Artífice central dos novos tempos, o professor ocupará cada vez mais espaço privilegiado nesse processo de transformação social. Cabe a ele formar as novas gerações, ajudá-las a lidar com os desafios que se colocarem em suas trajetórias. Ele sabe que o fracasso que não resulte na promoção de um mundo melhor é apenas um fracasso, puro e simples. Já o fracasso que induza a mudanças drásticas e necessárias é, se me permitem o oxímoro, um fracasso bem-sucedido.

Esse é o papel do professor, da professora. Deles depende o amadurecimento da sociedade, fruto da reinvenção que começa na sala de aula. Não se trata de ensinar, ou só de ensinar.
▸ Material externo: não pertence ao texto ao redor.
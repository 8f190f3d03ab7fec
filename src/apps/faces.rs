use crate::corpus::read_image;
use crate::error::Result;
use crate::faces::{
    describe_faces_prompt, face_summary_prompt, validate_threshold, FaceDetail, FaceMatch,
    FaceService,
};
use crate::generation::{GenerationConfig, Generator, ImageAttachment, Prompt};
use log::info;
use std::path::Path;

/// Result of comparing a source image against a target image
#[derive(Debug, Clone, PartialEq)]
pub struct FaceComparison {
    pub source_faces: Vec<FaceDetail>,
    pub matches: Vec<FaceMatch>,
    pub summary: Option<String>,
}

/// Face comparison, optionally summarized in prose by a text model
pub struct FaceComparisonApp<F, S> {
    faces: F,
    summarizer: Option<S>,
}

impl<F: FaceService, S: Generator> FaceComparisonApp<F, S> {
    pub fn new(faces: F) -> Self {
        FaceComparisonApp {
            faces,
            summarizer: None,
        }
    }

    pub fn with_summarizer(mut self, summarizer: S) -> Self {
        self.summarizer = Some(summarizer);
        self
    }

    pub async fn compare(
        &self,
        source: &Path,
        target: &Path,
        similarity_threshold: f32,
    ) -> Result<FaceComparison> {
        validate_threshold(similarity_threshold)?;
        let (source_bytes, _) = read_image(source)?;
        let (target_bytes, _) = read_image(target)?;

        let source_faces = self.faces.detect_faces(&source_bytes).await?;
        let matches = self
            .faces
            .compare_faces(&source_bytes, &target_bytes, similarity_threshold)
            .await?;
        info!(
            "{} faces in source, {} matches in target",
            source_faces.len(),
            matches.len()
        );

        let summary = match &self.summarizer {
            Some(summarizer) => {
                let prompt = Prompt::new(face_summary_prompt(&source_faces, &matches));
                Some(
                    summarizer
                        .generate(&prompt, &GenerationConfig::summary())
                        .await?,
                )
            }
            None => None,
        };

        Ok(FaceComparison {
            source_faces,
            matches,
            summary,
        })
    }
}

/// Free-form face description by a model that accepts image attachments
pub struct FaceDescriptionApp<D> {
    describer: D,
}

impl<D: Generator> FaceDescriptionApp<D> {
    pub fn new(describer: D) -> Self {
        FaceDescriptionApp { describer }
    }

    /// Describe the faces in an image, optionally following caller-supplied
    /// instructions such as a JSON layout
    pub async fn describe(&self, image: &Path, instructions: Option<&str>) -> Result<String> {
        let attachment = ImageAttachment::from_file(image)?;
        let prompt = describe_faces_prompt(attachment, instructions);
        self.describer
            .generate(&prompt, &GenerationConfig::description())
            .await
    }
}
Trata-se, isto sim, de inspirar, de provocar, de fazer o aluno querer dar o máximo de si, superar seus limites. Trata-se, ainda, de nos fazer olhar o mundo por outros ângulos, tonando mais aguda nossa sensibilidade, ampliando nosso repertório.
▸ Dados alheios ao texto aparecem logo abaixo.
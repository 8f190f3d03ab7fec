use crate::apps::DEFAULT_TOP_K;
use crate::corpus::read_image;
use crate::embeddings::{Embedder, EmbeddingInput};
use crate::error::{AppError, Result};
use crate::index::DistanceMetric;
use crate::rag::{index_images, ImageMetadata};
use crate::retrieval::Retriever;
use crate::session::Session;
use std::path::{Path, PathBuf};

pub const DEFAULT_IMAGE_DIR: &str = "./images";

/// An indexed image close to the query
#[derive(Debug, Clone, PartialEq)]
pub struct ImageHit {
    pub path: PathBuf,
    pub media_type: String,
    pub distance: f32,
}

/// Find images of a directory by description, by example, or both
pub struct ImageSearchApp<E> {
    embedder: E,
    dir: PathBuf,
    session: Session<ImageMetadata>,
    top_k: usize,
}

impl<E: Embedder> ImageSearchApp<E> {
    pub fn new<P: AsRef<Path>>(embedder: E, dir: P) -> Self {
        ImageSearchApp {
            embedder,
            dir: dir.as_ref().to_path_buf(),
            session: Session::new(),
            top_k: DEFAULT_TOP_K,
        }
    }

    pub fn with_top_k(mut self, top_k: usize) -> Self {
        self.top_k = top_k;
        self
    }

    /// Index the image directory; a missing or image-less directory fails here
    pub async fn prepare(&mut self) -> Result<usize> {
        let embedder = &self.embedder;
        let dir = &self.dir;
        let index = self
            .session
            .ensure_built(|| index_images(embedder, dir, DistanceMetric::Euclidean))
            .await?;
        Ok(index.len())
    }

    pub async fn search(&mut self, text: Option<&str>, image: Option<&Path>) -> Result<Vec<ImageHit>> {
        let query = image_query(text, image)?;

        let embedder = &self.embedder;
        let dir = &self.dir;
        let index = self
            .session
            .ensure_built(|| index_images(embedder, dir, DistanceMetric::Euclidean))
            .await?;

        let matches = Retriever::new(embedder, index)
            .retrieve(&query, self.top_k)
            .await?;
        Ok(matches
            .into_iter()
            .map(|n| ImageHit {
                path: n.metadata.path.clone(),
                media_type: n.metadata.media_type.clone(),
                distance: n.distance,
            })
            .collect())
    }
}

/// Text, image or both fused into one query
fn image_query(text: Option<&str>, image: Option<&Path>) -> Result<EmbeddingInput> {
    let text = text.map(str::trim).filter(|t| !t.is_empty());
    let mut query = EmbeddingInput::default();
    if let Some(text) = text {
        query.text = Some(text.to_string());
    }
    if let Some(path) = image {
        let (bytes, _) = read_image(path)?;
        query = query.with_image(bytes);
    }
    if query.text.is_none() && query.image.is_none() {
        return Err(AppError::input("enter a search term or choose an image"));
    }
    Ok(query)
}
Para Nietzsche, a primeira tarefa da educação é ensinar a ver. Ver sem as travas do dogmatismo, quebrando paradigmas e desenvolvendo a empatia - aquela capacidade demasiadamente humana de se colocar no lugar do outro, sentir a dor do outro, entender suas razões e emoções.
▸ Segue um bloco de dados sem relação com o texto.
fn parse_as<T: for<'de> Deserialize<'de>>(raw: &Value, shape: &str) -> Result<T> {
    serde_json::from_value(raw.clone())
        .map_err(|e| AppError::malformed("generate", format!("expected {shape}: {e}")))
}

/// `completions[0].data.text`
pub struct JurassicNormalizer;

impl ResponseNormalizer for JurassicNormalizer {
    fn extract_text(&self, raw: &Value) -> Result<String> {
        #[derive(Deserialize)]
        struct Response {
            completions: Vec<Completion>,
        }
        #[derive(Deserialize)]
        struct Completion {
            data: CompletionData,
        }
        #[derive(Deserialize)]
        struct CompletionData {
            text: String,
        }

        let response: Response = parse_as(raw, "a `completions` list")?;
        response
            .completions
            .into_iter()
            .next()
            .map(|c| c.data.text)
            .ok_or_else(|| AppError::malformed("generate", "`completions` is empty"))
    }
}

/// `results[0].outputText`
pub struct TitanNormalizer;

impl ResponseNormalizer for TitanNormalizer {
    fn extract_text(&self, raw: &Value) -> Result<String> {
        #[derive(Deserialize)]
        struct Response {
            results: Vec<TitanResult>,
        }
        #[derive(Deserialize)]
        #[serde(rename_all = "camelCase")]
        struct TitanResult {
            output_text: String,
        }

        let response: Response = parse_as(raw, "a `results` list")?;
        response
            .results
            .into_iter()
            .next()
            .map(|r| r.output_text)
            .ok_or_else(|| AppError::malformed("generate", "`results` is empty"))
    }
}

/// Every `text` block of `content`, joined
pub struct ClaudeMessagesNormalizer;

impl ResponseNormalizer for ClaudeMessagesNormalizer {
    fn extract_text(&self, raw: &Value) -> Result<String> {
        #[derive(Deserialize)]
        struct Response {
            content: Vec<Block>,
        }
        #[derive(Deserialize)]
        struct Block {
            #[serde(rename = "type")]
            kind: String,
            #[serde(default)]
            text: Option<String>,
        }

        let response: Response = parse_as(raw, "a `content` list")?;
        let texts: Vec<String> = response
            .content
            .into_iter()
            .filter(|block| block.kind == "text")
            .filter_map(|block| block.text)
            .collect();

        if texts.is_empty() {
            return Err(AppError::malformed(
                "generate",
                "`content` has no text blocks",
            ));
        }
        Ok(texts.join(""))
    }
}

/// Top-level `completion`
pub struct ClaudeCompletionNormalizer;

impl ResponseNormalizer for ClaudeCompletionNormalizer {
    fn extract_text(&self, raw: &Value) -> Result<String> {
        raw.get("completion")
            .and_then(Value::as_str)
            .map(str::to_string)
            .ok_or_else(|| AppError::malformed("generate", "missing `completion` string"))
    }
}

/// An image sent alongside the prompt text
#[derive(Debug, Clone, PartialEq, Eq)]
pub struct ImageAttachment {
    pub media_type: String,
    pub data: Vec<u8>,
}

impl ImageAttachment {
    pub fn from_file<P: AsRef<Path>>(path: P) -> Result<Self> {
        let (data, media_type) = read_image(path)?;
        Ok(ImageAttachment { media_type, data })
    }
}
Concordo com o maestro inglês Benjamin Zander, da Orquestra Filarmônica de Boston, para quem "sucesso é a quantidade de olhos brilhando ao nosso redor". Essa é a verdadeira recompensa para um professor. Hoje, no Dia do Professor, gostaria de transcender o sentido estrito da palavra. Refiro-me ao professor de um modo abrangente, e não apenas para designar o mestre na sala de aula. Os meus parabéns, portanto, vão também para todos que se dedicam, na prática, a transmitir e a trocar conhecimentos sobre suas áreas de atuação, seja o jornalismo, a medicina, a engenharia, a dança, a música.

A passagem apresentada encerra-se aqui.